(Work request): Lift out all lines below that contain "PipelineError".

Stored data
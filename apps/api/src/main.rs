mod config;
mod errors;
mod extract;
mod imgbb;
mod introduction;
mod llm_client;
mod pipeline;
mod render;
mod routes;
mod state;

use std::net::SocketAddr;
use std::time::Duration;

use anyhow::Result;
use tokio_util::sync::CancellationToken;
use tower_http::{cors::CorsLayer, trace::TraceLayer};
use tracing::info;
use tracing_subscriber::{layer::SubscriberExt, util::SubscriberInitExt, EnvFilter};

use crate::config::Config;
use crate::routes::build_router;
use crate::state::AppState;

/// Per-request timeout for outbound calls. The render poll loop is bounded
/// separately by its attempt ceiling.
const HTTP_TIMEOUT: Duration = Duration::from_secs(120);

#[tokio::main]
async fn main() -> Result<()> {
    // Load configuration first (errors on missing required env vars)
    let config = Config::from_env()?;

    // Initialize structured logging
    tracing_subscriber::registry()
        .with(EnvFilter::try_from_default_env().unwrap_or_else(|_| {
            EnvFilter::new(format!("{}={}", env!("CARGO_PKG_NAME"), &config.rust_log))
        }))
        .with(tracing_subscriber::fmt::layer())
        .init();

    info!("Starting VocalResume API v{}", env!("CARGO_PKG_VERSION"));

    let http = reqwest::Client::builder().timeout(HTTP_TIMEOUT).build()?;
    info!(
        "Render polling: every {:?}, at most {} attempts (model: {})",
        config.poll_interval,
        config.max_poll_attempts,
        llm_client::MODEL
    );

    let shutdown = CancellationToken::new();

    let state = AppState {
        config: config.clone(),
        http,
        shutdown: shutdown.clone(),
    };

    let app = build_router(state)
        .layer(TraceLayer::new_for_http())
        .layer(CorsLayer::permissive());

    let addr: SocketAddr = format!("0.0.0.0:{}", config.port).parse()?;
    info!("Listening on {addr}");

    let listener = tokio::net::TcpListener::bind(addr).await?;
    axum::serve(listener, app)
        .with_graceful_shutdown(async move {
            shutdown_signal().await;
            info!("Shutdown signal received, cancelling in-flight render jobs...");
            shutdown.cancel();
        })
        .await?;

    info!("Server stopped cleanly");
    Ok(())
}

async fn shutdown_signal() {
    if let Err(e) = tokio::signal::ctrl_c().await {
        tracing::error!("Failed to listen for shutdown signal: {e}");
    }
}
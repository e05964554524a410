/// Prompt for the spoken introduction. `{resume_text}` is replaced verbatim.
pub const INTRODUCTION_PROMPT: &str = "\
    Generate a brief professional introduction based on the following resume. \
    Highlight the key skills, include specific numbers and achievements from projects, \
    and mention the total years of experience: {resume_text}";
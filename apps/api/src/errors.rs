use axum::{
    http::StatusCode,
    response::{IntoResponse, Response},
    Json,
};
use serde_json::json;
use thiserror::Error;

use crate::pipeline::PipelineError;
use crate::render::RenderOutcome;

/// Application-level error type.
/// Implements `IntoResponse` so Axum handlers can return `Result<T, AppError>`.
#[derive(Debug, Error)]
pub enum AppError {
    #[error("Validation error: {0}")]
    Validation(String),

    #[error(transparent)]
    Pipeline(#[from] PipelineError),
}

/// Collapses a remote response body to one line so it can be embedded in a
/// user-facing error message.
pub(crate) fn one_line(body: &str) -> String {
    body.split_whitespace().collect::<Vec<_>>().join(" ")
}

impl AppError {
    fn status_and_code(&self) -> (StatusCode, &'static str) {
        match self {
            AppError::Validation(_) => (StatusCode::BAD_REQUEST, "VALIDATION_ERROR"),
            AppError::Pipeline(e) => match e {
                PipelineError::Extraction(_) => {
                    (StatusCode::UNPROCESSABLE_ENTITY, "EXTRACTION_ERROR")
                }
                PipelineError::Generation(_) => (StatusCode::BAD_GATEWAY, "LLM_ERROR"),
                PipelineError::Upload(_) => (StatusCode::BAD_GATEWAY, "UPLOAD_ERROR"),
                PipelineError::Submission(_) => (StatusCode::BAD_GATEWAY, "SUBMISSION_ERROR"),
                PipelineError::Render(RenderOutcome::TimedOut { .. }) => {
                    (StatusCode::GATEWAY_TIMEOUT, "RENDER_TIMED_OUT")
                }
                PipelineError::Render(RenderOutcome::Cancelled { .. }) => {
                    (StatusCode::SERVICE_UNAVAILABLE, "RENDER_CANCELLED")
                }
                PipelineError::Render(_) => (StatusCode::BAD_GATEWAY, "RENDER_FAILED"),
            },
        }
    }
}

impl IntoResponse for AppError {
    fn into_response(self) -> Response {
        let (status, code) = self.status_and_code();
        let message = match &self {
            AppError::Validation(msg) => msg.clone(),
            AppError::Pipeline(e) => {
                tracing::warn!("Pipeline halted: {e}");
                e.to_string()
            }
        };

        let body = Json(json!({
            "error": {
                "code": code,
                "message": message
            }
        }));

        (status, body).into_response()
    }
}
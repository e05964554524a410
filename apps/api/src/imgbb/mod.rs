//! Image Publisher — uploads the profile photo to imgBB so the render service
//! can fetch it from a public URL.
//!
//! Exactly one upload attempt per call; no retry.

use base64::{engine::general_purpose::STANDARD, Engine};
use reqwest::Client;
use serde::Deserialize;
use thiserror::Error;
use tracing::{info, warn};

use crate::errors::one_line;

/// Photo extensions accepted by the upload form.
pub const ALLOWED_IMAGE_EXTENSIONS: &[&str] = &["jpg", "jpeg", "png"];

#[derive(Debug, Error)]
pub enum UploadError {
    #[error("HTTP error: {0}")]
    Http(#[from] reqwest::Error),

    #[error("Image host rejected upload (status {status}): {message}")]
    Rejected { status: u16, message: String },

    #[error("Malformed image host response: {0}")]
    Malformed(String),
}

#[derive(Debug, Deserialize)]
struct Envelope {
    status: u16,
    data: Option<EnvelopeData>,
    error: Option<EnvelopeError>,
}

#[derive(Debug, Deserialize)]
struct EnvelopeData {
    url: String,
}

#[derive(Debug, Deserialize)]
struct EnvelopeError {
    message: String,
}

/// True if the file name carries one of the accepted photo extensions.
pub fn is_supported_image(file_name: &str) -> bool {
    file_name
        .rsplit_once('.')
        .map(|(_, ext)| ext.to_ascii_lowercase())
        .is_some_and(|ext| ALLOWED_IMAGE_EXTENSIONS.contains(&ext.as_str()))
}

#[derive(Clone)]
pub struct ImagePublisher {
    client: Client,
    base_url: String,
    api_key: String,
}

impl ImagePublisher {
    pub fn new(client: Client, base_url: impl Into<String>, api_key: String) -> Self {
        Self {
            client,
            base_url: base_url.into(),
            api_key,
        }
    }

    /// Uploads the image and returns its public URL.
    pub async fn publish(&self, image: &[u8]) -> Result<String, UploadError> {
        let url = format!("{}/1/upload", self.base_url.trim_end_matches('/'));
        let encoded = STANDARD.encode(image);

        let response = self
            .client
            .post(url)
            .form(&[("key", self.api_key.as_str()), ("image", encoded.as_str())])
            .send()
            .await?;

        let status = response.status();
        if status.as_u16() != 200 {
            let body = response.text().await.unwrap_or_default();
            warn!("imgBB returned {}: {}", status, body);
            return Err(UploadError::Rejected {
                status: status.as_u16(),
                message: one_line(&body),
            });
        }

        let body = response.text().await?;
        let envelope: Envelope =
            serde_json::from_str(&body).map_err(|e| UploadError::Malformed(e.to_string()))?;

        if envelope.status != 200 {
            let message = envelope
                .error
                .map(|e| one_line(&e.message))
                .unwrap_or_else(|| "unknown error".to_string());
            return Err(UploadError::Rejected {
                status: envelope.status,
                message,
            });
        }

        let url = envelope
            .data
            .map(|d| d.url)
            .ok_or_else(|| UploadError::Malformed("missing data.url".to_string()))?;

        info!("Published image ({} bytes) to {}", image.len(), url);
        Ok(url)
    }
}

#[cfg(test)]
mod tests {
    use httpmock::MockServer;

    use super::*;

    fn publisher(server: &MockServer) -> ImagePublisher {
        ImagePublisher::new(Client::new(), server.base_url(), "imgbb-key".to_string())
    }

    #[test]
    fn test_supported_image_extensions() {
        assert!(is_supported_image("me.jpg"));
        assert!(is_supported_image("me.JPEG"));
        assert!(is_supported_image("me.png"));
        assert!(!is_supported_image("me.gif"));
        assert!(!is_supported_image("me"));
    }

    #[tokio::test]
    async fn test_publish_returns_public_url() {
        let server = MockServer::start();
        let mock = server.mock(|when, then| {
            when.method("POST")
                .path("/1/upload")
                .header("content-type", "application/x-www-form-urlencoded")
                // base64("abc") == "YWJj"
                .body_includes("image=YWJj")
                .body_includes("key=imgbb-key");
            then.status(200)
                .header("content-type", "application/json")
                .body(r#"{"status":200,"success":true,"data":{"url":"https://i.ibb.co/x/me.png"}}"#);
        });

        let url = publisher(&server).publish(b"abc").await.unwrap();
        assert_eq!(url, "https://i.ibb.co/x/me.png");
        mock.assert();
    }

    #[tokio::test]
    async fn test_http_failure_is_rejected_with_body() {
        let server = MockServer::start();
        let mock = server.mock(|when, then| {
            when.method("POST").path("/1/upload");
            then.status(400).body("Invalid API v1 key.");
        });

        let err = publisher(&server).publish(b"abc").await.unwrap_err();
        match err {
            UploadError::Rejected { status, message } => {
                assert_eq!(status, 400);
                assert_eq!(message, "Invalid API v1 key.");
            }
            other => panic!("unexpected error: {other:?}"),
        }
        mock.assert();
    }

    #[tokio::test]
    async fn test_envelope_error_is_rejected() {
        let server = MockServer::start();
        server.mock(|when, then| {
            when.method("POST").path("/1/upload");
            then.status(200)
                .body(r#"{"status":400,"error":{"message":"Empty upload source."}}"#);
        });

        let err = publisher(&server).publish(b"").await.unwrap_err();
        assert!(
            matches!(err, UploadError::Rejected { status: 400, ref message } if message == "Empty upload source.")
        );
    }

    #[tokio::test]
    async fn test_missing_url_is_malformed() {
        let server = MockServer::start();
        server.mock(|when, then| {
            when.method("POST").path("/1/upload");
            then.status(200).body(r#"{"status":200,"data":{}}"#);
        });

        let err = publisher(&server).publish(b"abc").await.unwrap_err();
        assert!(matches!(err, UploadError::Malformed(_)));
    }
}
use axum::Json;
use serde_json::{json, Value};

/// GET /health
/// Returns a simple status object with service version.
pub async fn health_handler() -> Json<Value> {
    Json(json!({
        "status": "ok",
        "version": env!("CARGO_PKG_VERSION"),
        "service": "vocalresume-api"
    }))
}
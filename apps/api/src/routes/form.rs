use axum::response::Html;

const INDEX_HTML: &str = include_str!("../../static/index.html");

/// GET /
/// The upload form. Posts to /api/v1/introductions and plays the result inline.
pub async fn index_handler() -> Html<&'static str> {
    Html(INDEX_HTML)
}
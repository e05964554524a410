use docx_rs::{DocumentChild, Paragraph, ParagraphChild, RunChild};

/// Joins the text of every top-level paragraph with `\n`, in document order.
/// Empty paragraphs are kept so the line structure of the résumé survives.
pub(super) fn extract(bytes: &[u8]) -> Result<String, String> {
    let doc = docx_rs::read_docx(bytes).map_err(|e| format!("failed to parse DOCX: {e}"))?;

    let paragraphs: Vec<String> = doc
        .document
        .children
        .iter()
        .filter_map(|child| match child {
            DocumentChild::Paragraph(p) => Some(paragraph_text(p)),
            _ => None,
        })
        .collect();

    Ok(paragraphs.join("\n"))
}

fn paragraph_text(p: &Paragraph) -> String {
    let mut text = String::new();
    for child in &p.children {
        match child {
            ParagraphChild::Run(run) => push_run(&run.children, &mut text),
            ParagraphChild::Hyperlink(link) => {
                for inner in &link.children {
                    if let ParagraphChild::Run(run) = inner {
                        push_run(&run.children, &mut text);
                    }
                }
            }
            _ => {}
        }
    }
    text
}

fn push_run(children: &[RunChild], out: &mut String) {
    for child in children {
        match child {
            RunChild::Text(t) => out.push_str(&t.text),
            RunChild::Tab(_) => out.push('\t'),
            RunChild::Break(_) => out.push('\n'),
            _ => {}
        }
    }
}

(Task response):
use crate::pipeline::PipelineError;
    Pipeline(#[from] PipelineError),
                PipelineError::Extraction(_) => {
                PipelineError::Generation(_) => (StatusCode::BAD_GATEWAY, "LLM_ERROR"),
                PipelineError::Upload(_) => (StatusCode::BAD_GATEWAY, "UPLOAD_ERROR"),
                PipelineError::Submission(_) => (StatusCode::BAD_GATEWAY, "SUBMISSION_ERROR"),
                PipelineError::Render(RenderOutcome::TimedOut { .. }) => {
                PipelineError::Render(RenderOutcome::Cancelled { .. }) => {
                PipelineError::Render(_) => (StatusCode::BAD_GATEWAY, "RENDER_FAILED"),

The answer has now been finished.